Henri Verdoux (Chaplin) was a quiet, respected banker completely ruined by The Great Depression. Terrified of his wheelchair-bound wife and child being reduced to poverty and thrown out on the street, he takes to seducing wealthy, single (usually widowed) women across France and then killing them for their money. Through clever (if gruesome) means of disposing of the bodies and a charming personality, he manages to keep one step ahead of the police.
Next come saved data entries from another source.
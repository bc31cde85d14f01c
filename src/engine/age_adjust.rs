//! Age adjustment of per-capita excess rates.
//!
//! A population with an older mean age at death would, at equal underlying
//! infection rates, show proportionally higher mortality. Rescaling every
//! jurisdiction to a common reference age isolates variables other than age
//! structure from the per-capita comparison.

use serde::{Deserialize, Serialize};

/// Age-adjustment configuration. Disabled by default; the defaults model an
/// infection fatality rate growing 11.5% per year of age, normalized to a
/// reference age of 74.
#[derive(Debug, Clone, Copy, PartialEq, Serialize, Deserialize)]
#[serde(default)]
pub struct AgeAdjustment {
    pub enabled: bool,
    pub reference_age: f64,
    pub ifr_growth_per_year: f64,
}

impl Default for AgeAdjustment {
    fn default() -> Self {
        Self {
            enabled: false,
            reference_age: 74.0,
            ifr_growth_per_year: 1.115,
        }
    }
}

impl AgeAdjustment {
    /// Multiplicative factor for a jurisdiction whose mean age at death is
    /// `mean_death_age`. Exactly 1 when adjustment is disabled or the mean
    /// equals the reference age.
    pub fn factor(&self, mean_death_age: f64) -> f64 {
        if !self.enabled {
            return 1.0;
        }
        self.ifr_growth_per_year
            .powf(self.reference_age - mean_death_age)
    }

    pub fn adjust(&self, rate: f64, mean_death_age: f64) -> f64 {
        rate * self.factor(mean_death_age)
    }
}

#[cfg(test)]
mod tests {
    use super::*;

    fn enabled() -> AgeAdjustment {
        AgeAdjustment {
            enabled: true,
            ..AgeAdjustment::default()
        }
    }

    #[test]
    fn test_identity_at_reference_age() {
        // powf(0) == 1 exactly, for any growth factor.
        for growth in [1.0, 1.115, 2.0] {
            let adj = AgeAdjustment {
                enabled: true,
                reference_age: 74.0,
                ifr_growth_per_year: growth,
            };
            assert_eq!(adj.adjust(1234.5, 74.0), 1234.5);
        }
    }

    #[test]
    fn test_disabled_is_a_no_op() {
        let adj = AgeAdjustment::default();
        assert_eq!(adj.factor(90.0), 1.0);
        assert_eq!(adj.adjust(500.0, 60.0), 500.0);
    }

    #[test]
    fn test_older_population_scales_down() {
        // Deaths skewed older than the reference are discounted, younger
        // ones inflated.
        let adj = enabled();
        assert!(adj.factor(80.0) < 1.0);
        assert!(adj.factor(70.0) > 1.0);
    }

    #[test]
    fn test_known_factor() {
        let adj = enabled();
        let expected = 1.115f64.powf(4.0);
        assert!((adj.factor(70.0) - expected).abs() < 1e-12);
    }
}
//! Data types used by the excess-mortality pipeline.

use chrono::NaiveDate;
use serde::{Deserialize, Serialize};
use std::collections::{BTreeMap, BTreeSet};

/// One (jurisdiction, age-group, epidemiological week) observation from the
/// weekly death-count dataset. Never mutated after loading.
#[derive(Debug, Clone, PartialEq)]
pub struct WeekRecord {
    pub jurisdiction: String,
    pub age_group: String,
    pub year: i32,
    /// MMWR week-of-year ordinal, 1-53.
    pub week: u32,
    pub week_ending: NaiveDate,
    /// Death count; absent when the source withheld the cell.
    pub deaths: Option<f64>,
    /// True when the source suppressed this row for having a low count.
    pub suppressed: bool,
}

/// A weekly observation from the pre-baselined excess-deaths dataset, where
/// the source already publishes the expected count and the upper bound of
/// its 95% prediction interval alongside the observation.
#[derive(Debug, Clone, PartialEq)]
pub struct BaselinedRecord {
    pub jurisdiction: String,
    pub week_ending: NaiveDate,
    /// Observed deaths; absent for recent weeks too incomplete to adjust.
    pub observed: Option<f64>,
    /// Average expected count (central expectation).
    pub expected: f64,
    /// Upper bound of the 95% prediction interval.
    pub upper_bound: f64,
}

/// Per-jurisdiction COVID death counts for one age bracket, input to the
/// mean-age-of-death computation.
#[derive(Debug, Clone, PartialEq)]
pub struct CovidDeathRow {
    pub jurisdiction: String,
    pub age_group: String,
    /// Absent when the cell was suppressed (counts of 1-9).
    pub deaths: Option<f64>,
}

/// Terminal output unit of the stratified mode: cumulative totals and the
/// per-million excess rate for one jurisdiction and age group.
#[derive(Debug, Clone, PartialEq, Serialize, Deserialize)]
pub struct AgeGroupResult {
    pub jurisdiction: String,
    pub age_group: String,
    pub observed: f64,
    pub expected: f64,
    /// Excess deaths per million people, optionally age-adjusted.
    pub per_million: f64,
}

impl AgeGroupResult {
    pub fn excess(&self) -> f64 {
        self.observed - self.expected
    }
}

/// Result of a full stratified pass: per age-group rankings plus the set of
/// (jurisdiction, age-group) pairs excluded by the noise threshold.
///
/// Exclusion is a designed output state, not a failure; callers render
/// excluded pairs as "insufficient data" rather than omitting them.
#[derive(Debug, Clone, Default, PartialEq, Serialize, Deserialize)]
pub struct StratifiedReport {
    /// Age-group label to results, sorted ascending by per-million rate.
    pub groups: BTreeMap<String, Vec<AgeGroupResult>>,
    pub excluded: BTreeSet<(String, String)>,
}

impl StratifiedReport {
    /// Looks up the result for one jurisdiction within an age group.
    pub fn entry(&self, age_group: &str, jurisdiction: &str) -> Option<&AgeGroupResult> {
        self.groups
            .get(age_group)?
            .iter()
            .find(|e| e.jurisdiction == jurisdiction)
    }
}

/// One entry of the whole-population ranking.
#[derive(Debug, Clone, PartialEq, Serialize, Deserialize)]
pub struct JurisdictionRate {
    pub jurisdiction: String,
    pub per_million: f64,
}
Three main plot strands play out over the course of the movie. At the beginning, he meets Marie Grosnay, an elderly widow looking to buy the house he owns. He tries to win her over, but fails miserably. Later, in need of money, he travels to meet the easily excitable Annabella Bonheur, planning on killing her and stealing her money. Unfortunately, she has just had her fortune read, which shows her to be an incredibly lucky woman. True to the reading, Verdoux's attempts to kill her backfire, nearly killing Verdoux on several occasions. In trying to develop better means to kill, Verdoux develops a poison which should be undetectable by autopsy. To test this theory, he plans to kill a girl off the street and leave her body where it will be found, then wait to see if anything comes up in the autopsy report. The girl he picks (credited in the movie as The Girl) turns out to be charming, and tells the cynical Verdoux that she still believes in love, as she was truly in love once. Verdoux, heart melting, decides at the last possible moment to spare her life, and replaces her poisoned glass of wine with another.
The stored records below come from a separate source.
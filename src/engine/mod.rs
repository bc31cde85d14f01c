//! The excess-mortality estimation engine.
//!
//! Consumes already-loaded weekly death records, population counts, and
//! configuration; produces per-jurisdiction, per-age-group excess totals and
//! per-million rates. File formats, caching, and rendering live in the
//! collaborator modules at the crate root.

pub mod age_adjust;
pub mod aggregate;
pub mod baseline;
pub mod death_age;
pub mod reconcile;
pub mod series;
pub mod types;
pub mod utility;
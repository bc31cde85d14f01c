/// Computes the arithmetic mean of a slice of values. Returns 0.0 for empty input.
pub fn mean(values: &[f64]) -> f64 {
    if values.is_empty() {
        return 0.0;
    }
    values.iter().sum::<f64>() / values.len() as f64
}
The plots come together in the movie's climax. After narrowly escaping capture by a detective hot on his trail, and having a brief encounter with The Girl, where he gives her some money, Verdoux bumps into Madame Grosnay, sends her flowers daily until she relents to see him, and then is more successful at seducing her. The wedding is ruined as a common friend invites Annabella Bonheur; Verdoux spends most of the wedding hiding from her and eventually ends up running away before the marriage can happen. The movie at this point jumps into the future. In the prelude to World War II, European stock markets crash and Verdoux ends up losing everything. We learn in an aside that his wife and child died during this time. Wandering the street, he bumps into The Girl, now dressed very chic in an expensive car. She treats Verdoux to dinner at an expensive restaurant, explaining that she's had to put her idealism aside to marry a man she doesn't love, but who can afford to take good care of her. A couple who had seen a photograph of Verdoux when a relative had left with (and later been killed by) him recognize him and immediately start to tail him. He traps them in a back room of the restaurant to give himself enough time to say goodbye to The Girl. After she departs he tears her card, returns to the restaurant, and hangs about until he is identified and placed under arrest.
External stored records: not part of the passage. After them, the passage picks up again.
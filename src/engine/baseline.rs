//! Expected-deaths baseline estimation from pre-pandemic history.

use serde::{Deserialize, Serialize};

use crate::engine::utility::mean;
use crate::error::EngineError;

/// How the expected death count for a week is derived from its history.
#[derive(Debug, Clone, Copy, PartialEq, Eq, Serialize, Deserialize)]
#[serde(rename_all = "snake_case")]
pub enum BaselineMethod {
    /// Arithmetic mean of the historical values.
    Average,
    /// Ordinary least-squares fit of value vs. year, projected to the target
    /// year. Captures the secular mortality trend a flat average misses.
    LinearRegression,
}

/// Which published baseline column the whole-population mode compares
/// observations against.
#[derive(Debug, Clone, Copy, PartialEq, Eq, Serialize, Deserialize)]
#[serde(rename_all = "snake_case")]
pub enum BaselineDefinition {
    /// Average expected count; weekly excess may be negative.
    CentralExpectation,
    /// Upper bound of the 95% prediction interval; only weeks above it
    /// carry excess.
    UpperBound,
}

/// An expected death count together with the method that produced it.
#[derive(Debug, Clone, Copy, PartialEq)]
pub struct BaselineEstimate {
    pub expected: f64,
    pub method: BaselineMethod,
}

impl BaselineMethod {
    /// Estimates the expected count for `target_year` from a complete
    /// historical (year, value) series.
    ///
    /// The series is sorted by year before fitting so the result does not
    /// depend on input order.
    pub fn estimate(
        self,
        series: &[(i32, f64)],
        target_year: i32,
    ) -> Result<BaselineEstimate, EngineError> {
        if series.is_empty() {
            return Err(EngineError::EmptyHistoricalSeries { target_year });
        }

        let mut series = series.to_vec();
        series.sort_by_key(|&(year, _)| year);

        let expected = match self {
            BaselineMethod::Average => {
                let values: Vec<f64> = series.iter().map(|&(_, v)| v).collect();
                mean(&values)
            }
            BaselineMethod::LinearRegression => {
                let (slope, intercept) = ols_fit(&series);
                intercept + slope * target_year as f64
            }
        };

        Ok(BaselineEstimate {
            expected,
            method: self,
        })
    }
}

/// Least-squares (slope, intercept) of value vs. year. A degenerate series
/// (a single year) fits a flat line through its value.
fn ols_fit(series: &[(i32, f64)]) -> (f64, f64) {
    let n = series.len() as f64;
    let x_mean = series.iter().map(|&(y, _)| y as f64).sum::<f64>() / n;
    let y_mean = series.iter().map(|&(_, v)| v).sum::<f64>() / n;

    let sxx: f64 = series
        .iter()
        .map(|&(y, _)| (y as f64 - x_mean).powi(2))
        .sum();
    let sxy: f64 = series
        .iter()
        .map(|&(y, v)| (y as f64 - x_mean) * (v - y_mean))
        .sum();

    let slope = if sxx == 0.0 { 0.0 } else { sxy / sxx };
    (slope, y_mean - slope * x_mean)
}

#[cfg(test)]
mod tests {
    use super::*;

    fn flat(value: f64) -> Vec<(i32, f64)> {
        (2015..2020).map(|y| (y, value)).collect()
    }

    #[test]
    fn test_average_of_flat_history() {
        let est = BaselineMethod::Average.estimate(&flat(100.0), 2021).unwrap();
        assert_eq!(est.expected, 100.0);
        assert_eq!(est.method, BaselineMethod::Average);
    }

    #[test]
    fn test_regression_of_flat_history() {
        // Uniform values must be reproduced exactly by both methods.
        let est = BaselineMethod::LinearRegression
            .estimate(&flat(100.0), 2021)
            .unwrap();
        assert_eq!(est.expected, 100.0);
    }

    #[test]
    fn test_regression_projects_trend() {
        // Slope 10/year from 100 in 2015, projected to 2020.
        let series = vec![
            (2015, 100.0),
            (2016, 110.0),
            (2017, 120.0),
            (2018, 130.0),
            (2019, 140.0),
        ];
        let est = BaselineMethod::LinearRegression
            .estimate(&series, 2020)
            .unwrap();
        assert!((est.expected - 150.0).abs() < 1e-9);
    }

    #[test]
    fn test_regression_ignores_input_order() {
        let sorted = vec![(2015, 100.0), (2016, 110.0), (2017, 120.0)];
        let shuffled = vec![(2017, 120.0), (2015, 100.0), (2016, 110.0)];
        let a = BaselineMethod::LinearRegression
            .estimate(&sorted, 2020)
            .unwrap();
        let b = BaselineMethod::LinearRegression
            .estimate(&shuffled, 2020)
            .unwrap();
        assert_eq!(a.expected, b.expected);
    }

    #[test]
    fn test_single_year_series() {
        let est = BaselineMethod::LinearRegression
            .estimate(&[(2019, 80.0)], 2021)
            .unwrap();
        assert_eq!(est.expected, 80.0);
    }

    #[test]
    fn test_empty_series_is_an_error() {
        let err = BaselineMethod::Average.estimate(&[], 2021).unwrap_err();
        assert!(matches!(
            err,
            EngineError::EmptyHistoricalSeries { target_year: 2021 }
        ));
    }
}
Verdoux maintains his cynicism in the ensuing trial and later before his execution, declaring that he will see the Judge, jury and all present "soon - very soon" (i.e., in hell) and "One murder makes a villain; millions, a hero. Numbers sanctify, my good fellow". The movie ends as Verdoux - after having a last drink of rum; initially refusing, he then comments that he's never tried it and proceeds to do so - is lead off to the guillotine.